> **WHAT IS REQUIRED**
The lines from the first line of the entries through the line containing "assert_eq!(cli.verbose, 2);" are to be repeated exactly, with both of those lines included.

> **INFORMATION SHOWN**

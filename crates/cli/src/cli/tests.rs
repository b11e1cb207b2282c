use std::path::PathBuf;

use clap::Parser;
use jobpilot_protocol::TaskStatus;

use super::*;

#[test]
fn parse_run_with_global_flags() {
	let cli = Cli::try_parse_from(["jobpilot", "-vv", "run", "--headless", "--data-dir", "/tmp/jp"]).unwrap();
	assert_eq!(cli.verbose, 2);
	assert_eq!(cli.data_dir, Some(PathBuf::from("/tmp/jp")));
	assert!(cli.browser.headless);
	assert_eq!(cli.browser.browser, None);
	assert!(matches!(cli.command, Some(Commands::Run)));
}

#[test]
fn no_subcommand_means_run() {
	let cli = Cli::try_parse_from(["jobpilot", "--headless"]).unwrap();
	assert!(cli.command.is_none());
	assert!(cli.browser.headless);
	assert_eq!(cli.format, OutputFormat::Json);
}

#[test]
fn parse_enqueue_default_title() {
	let cli = Cli::try_parse_from(["jobpilot", "enqueue", "在北京投递3个产品经理岗位"]).unwrap();
	match cli.command {
		Some(Commands::Enqueue(args)) => {
			assert_eq!(args.title, "投递");
			assert_eq!(args.description, "在北京投递3个产品经理岗位");
		}
		_ => panic!("Expected Enqueue command"),
	}
}

#[test]
fn parse_list_json_filtered() {
	let cli = Cli::try_parse_from(["jobpilot", "list", "-f", "text", "--status", "failed"]).unwrap();
	assert_eq!(cli.format, OutputFormat::Text);
	match cli.command {
		Some(Commands::List(args)) => {
			let filter = args.status.unwrap();
			assert!(filter.matches(TaskStatus::Failed));
			assert!(!filter.matches(TaskStatus::Pending));
		}
		_ => panic!("Expected List command"),
	}
}

#[test]
fn enqueue_requires_description() {
	assert!(Cli::try_parse_from(["jobpilot", "enqueue"]).is_err());
}
//! File helpers shared by the stores: atomic JSON writes and pid lock files.

use std::fs;
use std::io::{ErrorKind, Write};
use std::path::{Path, PathBuf};
use std::time::{Duration, SystemTime, UNIX_EPOCH};

use serde::Serialize;
use serde::de::DeserializeOwned;
use tokio::time::Instant;
use tracing::{debug, warn};

use crate::error::{EngineError, Result};

const LOCK_RETRY: Duration = Duration::from_millis(25);

/// Replaces `path` with `content` via temp file, fsync and rename.
pub fn atomic_write_file(path: &Path, content: &[u8]) -> std::io::Result<()> {
	let parent = path.parent().ok_or_else(|| std::io::Error::other("path has no parent"))?;
	fs::create_dir_all(parent)?;
	let tmp_name = format!(
		".{}.tmp-{}-{}",
		path.file_name().and_then(|v| v.to_str()).unwrap_or("state"),
		std::process::id(),
		SystemTime::now().duration_since(UNIX_EPOCH).map(|d| d.as_nanos()).unwrap_or(0),
	);
	let tmp_path = parent.join(tmp_name);

	let written = (|| {
		let mut file = fs::OpenOptions::new().create_new(true).write(true).open(&tmp_path)?;
		file.write_all(content)?;
		file.sync_all()
	})();
	if let Err(err) = written {
		let _ = fs::remove_file(&tmp_path);
		return Err(err);
	}

	fs::rename(&tmp_path, path)?;
	sync_parent_dir(parent)?;
	Ok(())
}

#[cfg(unix)]
fn sync_parent_dir(parent: &Path) -> std::io::Result<()> {
	fs::File::open(parent)?.sync_all()
}

#[cfg(not(unix))]
fn sync_parent_dir(_parent: &Path) -> std::io::Result<()> {
	Ok(())
}

/// Reads and parses `path`. A missing file is `Ok(None)`.
pub fn load_json<T: DeserializeOwned>(path: &Path) -> Result<Option<T>> {
	let content = match fs::read_to_string(path) {
		Ok(content) => content,
		Err(err) if err.kind() == ErrorKind::NotFound => return Ok(None),
		Err(err) => return Err(EngineError::io(path, err)),
	};
	serde_json::from_str(&content).map(Some).map_err(|err| EngineError::json(path, err))
}

pub fn save_json<T: Serialize>(path: &Path, data: &T) -> Result<()> {
	let content = serde_json::to_vec_pretty(data).map_err(|err| EngineError::json(path, err))?;
	atomic_write_file(path, &content).map_err(|err| EngineError::io(path, err))
}

/// Like [`save_json`], then restricts the file to its owner.
pub fn save_secret_json<T: Serialize>(path: &Path, data: &T) -> Result<()> {
	save_json(path, data)?;
	#[cfg(unix)]
	{
		use std::os::unix::fs::PermissionsExt;
		fs::set_permissions(path, fs::Permissions::from_mode(0o600)).map_err(|err| EngineError::io(path, err))?;
	}
	Ok(())
}

#[cfg(unix)]
pub fn is_process_alive(pid: u32) -> bool {
	let Ok(pid) = libc::pid_t::try_from(pid) else {
		return false;
	};
	if pid <= 0 {
		return false;
	}
	// SAFETY: signal 0 only checks for existence and permission.
	let rc = unsafe { libc::kill(pid, 0) };
	rc == 0 || std::io::Error::last_os_error().raw_os_error() == Some(libc::EPERM)
}

#[cfg(not(unix))]
pub fn is_process_alive(_pid: u32) -> bool {
	true
}

pub fn read_lock_pid(path: &Path) -> Option<u32> {
	fs::read_to_string(path).ok().and_then(|raw| raw.trim().parse().ok())
}

/// Creates `path` exclusively and writes the current pid into it.
pub fn create_pid_file(path: &Path) -> std::io::Result<()> {
	if let Some(parent) = path.parent() {
		fs::create_dir_all(parent)?;
	}
	let mut file = fs::OpenOptions::new().create_new(true).write(true).open(path)?;
	file.write_all(std::process::id().to_string().as_bytes())?;
	file.sync_all()
}

/// Advisory lock held by the existence of a pid file; removed on drop.
#[derive(Debug)]
pub struct FileLock {
	path: PathBuf,
}

impl FileLock {
	/// Acquires the lock, breaking it when the owner is dead or the file is
	/// older than `stale_after`. Waits between attempts without blocking the
	/// runtime thread.
	pub async fn acquire(path: &Path, timeout: Duration, stale_after: Duration) -> Result<Self> {
		let started = Instant::now();
		loop {
			match create_pid_file(path) {
				Ok(()) => return Ok(Self { path: path.to_path_buf() }),
				Err(err) if err.kind() == ErrorKind::AlreadyExists => {
					if lock_is_stale(path, stale_after) {
						warn!(target = "jobpilot", path = %path.display(), "breaking stale lock");
						let _ = fs::remove_file(path);
						continue;
					}
					if started.elapsed() >= timeout {
						return Err(EngineError::QueueLock {
							path: path.to_path_buf(),
							ms: timeout.as_millis() as u64,
						});
					}
					tokio::time::sleep(LOCK_RETRY).await;
				}
				Err(err) => return Err(EngineError::io(path, err)),
			}
		}
	}
}

impl Drop for FileLock {
	fn drop(&mut self) {
		if let Err(err) = fs::remove_file(&self.path) {
			debug!(target = "jobpilot", path = %self.path.display(), error = %err, "lock file already gone");
		}
	}
}

fn lock_is_stale(path: &Path, stale_after: Duration) -> bool {
	if let Some(pid) = read_lock_pid(path) {
		if !is_process_alive(pid) {
			return true;
		}
	}
	fs::metadata(path)
		.and_then(|meta| meta.modified())
		.ok()
		.and_then(|modified| modified.elapsed().ok())
		.is_some_and(|age| age > stale_after)
}
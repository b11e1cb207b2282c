//! Locations of the engine's files inside the data directory.

use std::path::{Path, PathBuf};

/// Environment variable naming the data directory.
pub const HOME_ENV: &str = "JOBPILOT_HOME";

/// File paths for engine state.
///
/// Everything lives directly under one data directory shared with the
/// external API process.
#[derive(Debug, Clone, PartialEq, Eq)]
pub struct StatePaths {
	pub root: PathBuf,
	pub tasks: PathBuf,
	pub tasks_lock: PathBuf,
	pub user_config: PathBuf,
	pub cookies: PathBuf,
	pub settings: PathBuf,
	pub worker_lock: PathBuf,
}

impl StatePaths {
	pub fn new(root: impl Into<PathBuf>) -> Self {
		let root = root.into();
		Self {
			tasks: root.join("tasks.json"),
			tasks_lock: root.join("tasks.json.lock"),
			user_config: root.join("user_config.json"),
			cookies: root.join("cookies.json"),
			settings: root.join("settings.json"),
			worker_lock: root.join("worker.lock"),
			root,
		}
	}

	/// Resolves the data directory: explicit flag, then `$JOBPILOT_HOME`,
	/// then the platform data directory.
	pub fn resolve(explicit: Option<&Path>) -> Self {
		let root = explicit
			.map(Path::to_path_buf)
			.or_else(|| std::env::var_os(HOME_ENV).filter(|v| !v.is_empty()).map(PathBuf::from))
			.or_else(|| dirs::data_dir().map(|d| d.join("jobpilot")))
			.unwrap_or_else(|| PathBuf::from(".jobpilot"));
		Self::new(root)
	}
}
use anyhow::{Context, Result, bail};
use jobpilot::{
	BrowserApplyRunner, SessionManager, SessionStore, Settings, StatePaths, TaskQueue, UserConfigStore, Worker, WorkerLease, resolver_from_settings,
};
use jobpilot_protocol::{NewTask, Task};
use jobpilot_runtime::ChromiumLauncher;
use tracing::{info, warn};

use crate::banner;
use crate::cli::{BrowserArgs, Cli, Commands, EnqueueArgs, ListArgs, OutputFormat};

pub async fn dispatch(cli: Cli) -> Result<()> {
	let paths = StatePaths::resolve(cli.data_dir.as_deref());
	let mut settings = Settings::load(&paths.settings)?;
	apply_browser_args(&mut settings, &cli.browser);

	match cli.command.unwrap_or(Commands::Run) {
		Commands::Run => run(paths, settings).await,
		Commands::Login => login(&paths, &settings).await,
		Commands::Enqueue(args) => enqueue(&paths, &settings, args, cli.format).await,
		Commands::List(args) => list(&paths, &settings, args, cli.format),
	}
}

fn apply_browser_args(settings: &mut Settings, args: &BrowserArgs) {
	if args.headless {
		settings.browser.headless = true;
	}
	if let Some(executable) = &args.browser {
		settings.browser.executable = Some(executable.clone());
	}
}

fn session(paths: &StatePaths, settings: &Settings) -> SessionManager<ChromiumLauncher> {
	SessionManager::new(ChromiumLauncher, settings, SessionStore::new(paths), UserConfigStore::new(paths))
}

async fn shutdown_signal() {
	if let Err(err) = tokio::signal::ctrl_c().await {
		warn!(target = "jobpilot", error = %err, "ctrl-c handler unavailable, run until killed");
		std::future::pending::<()>().await;
	}
	info!(target = "jobpilot", "interrupt received");
}

async fn run(paths: StatePaths, settings: Settings) -> Result<()> {
	let _lease = WorkerLease::acquire(&paths.worker_lock)?;
	let resolver = resolver_from_settings(&settings.intent)?;

	let runner = BrowserApplyRunner::new(session(&paths, &settings));
	let watcher = banner::watch_session(runner.subscribe(), settings.login.timeout_secs);
	banner::print_banner(&paths, &settings);

	let queue = TaskQueue::new(&paths, settings.queue_lock.clone());
	let mut worker = Worker::new(queue, UserConfigStore::new(&paths), resolver, runner, settings);
	worker.run(shutdown_signal()).await;

	watcher.abort();
	Ok(())
}

async fn login(paths: &StatePaths, settings: &Settings) -> Result<()> {
	let mut session = session(paths, settings);
	let watcher = banner::watch_session(session.subscribe(), settings.login.timeout_secs);

	let outcome = tokio::select! {
		outcome = session.ensure_logged_in() => outcome,
		_ = shutdown_signal() => Ok(false),
	};
	let state = session.state();
	session.stop().await;
	watcher.abort();

	if !outcome? {
		bail!("login failed: {}", state.label());
	}
	eprintln!("Logged in; session saved to {}", paths.cookies.display());
	Ok(())
}

async fn enqueue(paths: &StatePaths, settings: &Settings, args: EnqueueArgs, format: OutputFormat) -> Result<()> {
	if args.description.trim().is_empty() {
		bail!("description must not be empty");
	}
	let queue = TaskQueue::new(paths, settings.queue_lock.clone());
	let task = queue
		.enqueue(NewTask::apply(args.title, args.description))
		.await
		.with_context(|| format!("failed to enqueue into {}", paths.tasks.display()))?;

	match format {
		OutputFormat::Text => println!("{}", task.id),
		OutputFormat::Json => println!("{}", serde_json::to_string_pretty(&task)?),
	}
	Ok(())
}

fn list(paths: &StatePaths, settings: &Settings, args: ListArgs, format: OutputFormat) -> Result<()> {
	let queue = TaskQueue::new(paths, settings.queue_lock.clone());
	let tasks: Vec<Task> = queue
		.list()?
		.into_iter()
		.filter(|task| args.status.is_none_or(|filter| filter.matches(task.status)))
		.collect();

	match format {
		OutputFormat::Json => println!("{}", serde_json::to_string_pretty(&tasks)?),
		OutputFormat::Text => {
			if tasks.is_empty() {
				println!("no tasks");
			}
			for task in &tasks {
				println!(
					"{:<8}  {:<9}  {:>3}%  {:<16}  {}  {}",
					task.id, task.status, task.progress, task.created_at, task.title, task.log
				);
			}
		}
	}
	Ok(())
}
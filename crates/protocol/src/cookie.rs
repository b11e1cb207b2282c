//! Cookie types for the persisted session credential.
//!
//! The on-disk shape is the browser-cookie JSON array that automation
//! drivers export (`name`, `value`, `domain`, `path`, `expires`, `httpOnly`,
//! `secure`, `sameSite`), so an existing `cookies.json` keeps working.

use serde::{Deserialize, Serialize};

/// SameSite cookie attribute.
#[derive(Debug, Clone, Copy, PartialEq, Eq, Default, Serialize, Deserialize)]
pub enum SameSite {
	#[serde(rename = "None")]
	None,
	#[default]
	#[serde(rename = "Lax")]
	Lax,
	#[serde(rename = "Strict")]
	Strict,
}

/// A browser cookie.
#[derive(Debug, Clone, PartialEq, Serialize, Deserialize)]
#[serde(rename_all = "camelCase")]
pub struct Cookie {
	pub name: String,
	pub value: String,
	#[serde(default, skip_serializing_if = "Option::is_none")]
	pub domain: Option<String>,
	#[serde(default, skip_serializing_if = "Option::is_none")]
	pub path: Option<String>,
	/// Unix timestamp in seconds (-1 means session cookie)
	#[serde(default, skip_serializing_if = "Option::is_none")]
	pub expires: Option<f64>,
	#[serde(default, skip_serializing_if = "Option::is_none")]
	pub http_only: Option<bool>,
	#[serde(default, skip_serializing_if = "Option::is_none")]
	pub secure: Option<bool>,
	#[serde(default, skip_serializing_if = "Option::is_none")]
	pub same_site: Option<SameSite>,
}

impl Cookie {
	/// Creates a cookie scoped to `domain`.
	pub fn new(name: impl Into<String>, value: impl Into<String>, domain: impl Into<String>) -> Self {
		Self {
			name: name.into(),
			value: value.into(),
			domain: Some(domain.into()),
			path: Some("/".to_string()),
			expires: None,
			http_only: None,
			secure: None,
			same_site: None,
		}
	}

	/// Returns true for cookies without a positive expiry timestamp.
	pub fn is_session(&self) -> bool {
		self.expires.is_none_or(|ts| ts < 0.0)
	}
}

/// The saved authentication state for the automated site.
///
/// Serialized as a bare cookie array.
#[derive(Debug, Clone, Default, PartialEq, Serialize, Deserialize)]
#[serde(transparent)]
pub struct SessionCredential {
	pub cookies: Vec<Cookie>,
}

impl SessionCredential {
	pub fn new(cookies: Vec<Cookie>) -> Self {
		Self { cookies }
	}

	pub fn is_empty(&self) -> bool {
		self.cookies.is_empty()
	}

	pub fn len(&self) -> usize {
		self.cookies.len()
	}
}
use std::path::PathBuf;

use jobpilot_protocol::UserConfig;

use super::fs::load_json;
use crate::error::Result;
use crate::paths::StatePaths;

/// Read-only access to `user_config.json`, which the external API owns.
#[derive(Debug, Clone)]
pub struct UserConfigStore {
	path: PathBuf,
}

impl UserConfigStore {
	pub fn new(paths: &StatePaths) -> Self {
		Self { path: paths.user_config.clone() }
	}

	/// Current configuration; a missing file is an empty configuration.
	pub fn load(&self) -> Result<UserConfig> {
		Ok(load_json(&self.path)?.unwrap_or_default())
	}
}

> **RESPONSE TO THIS EXERCISE**
filename crates/cli/src/cli/tests.rs
repository b11e1cb207b2282c
use std::path::PathBuf;

use clap::Parser;
use jobpilot_protocol::TaskStatus;

use super::*;

#[test]
fn parse_run_with_global_flags() {
	let cli = Cli::try_parse_from(["jobpilot", "-vv", "run", "--headless", "--data-dir", "/tmp/jp"]).unwrap();
	assert_eq!(cli.verbose, 2);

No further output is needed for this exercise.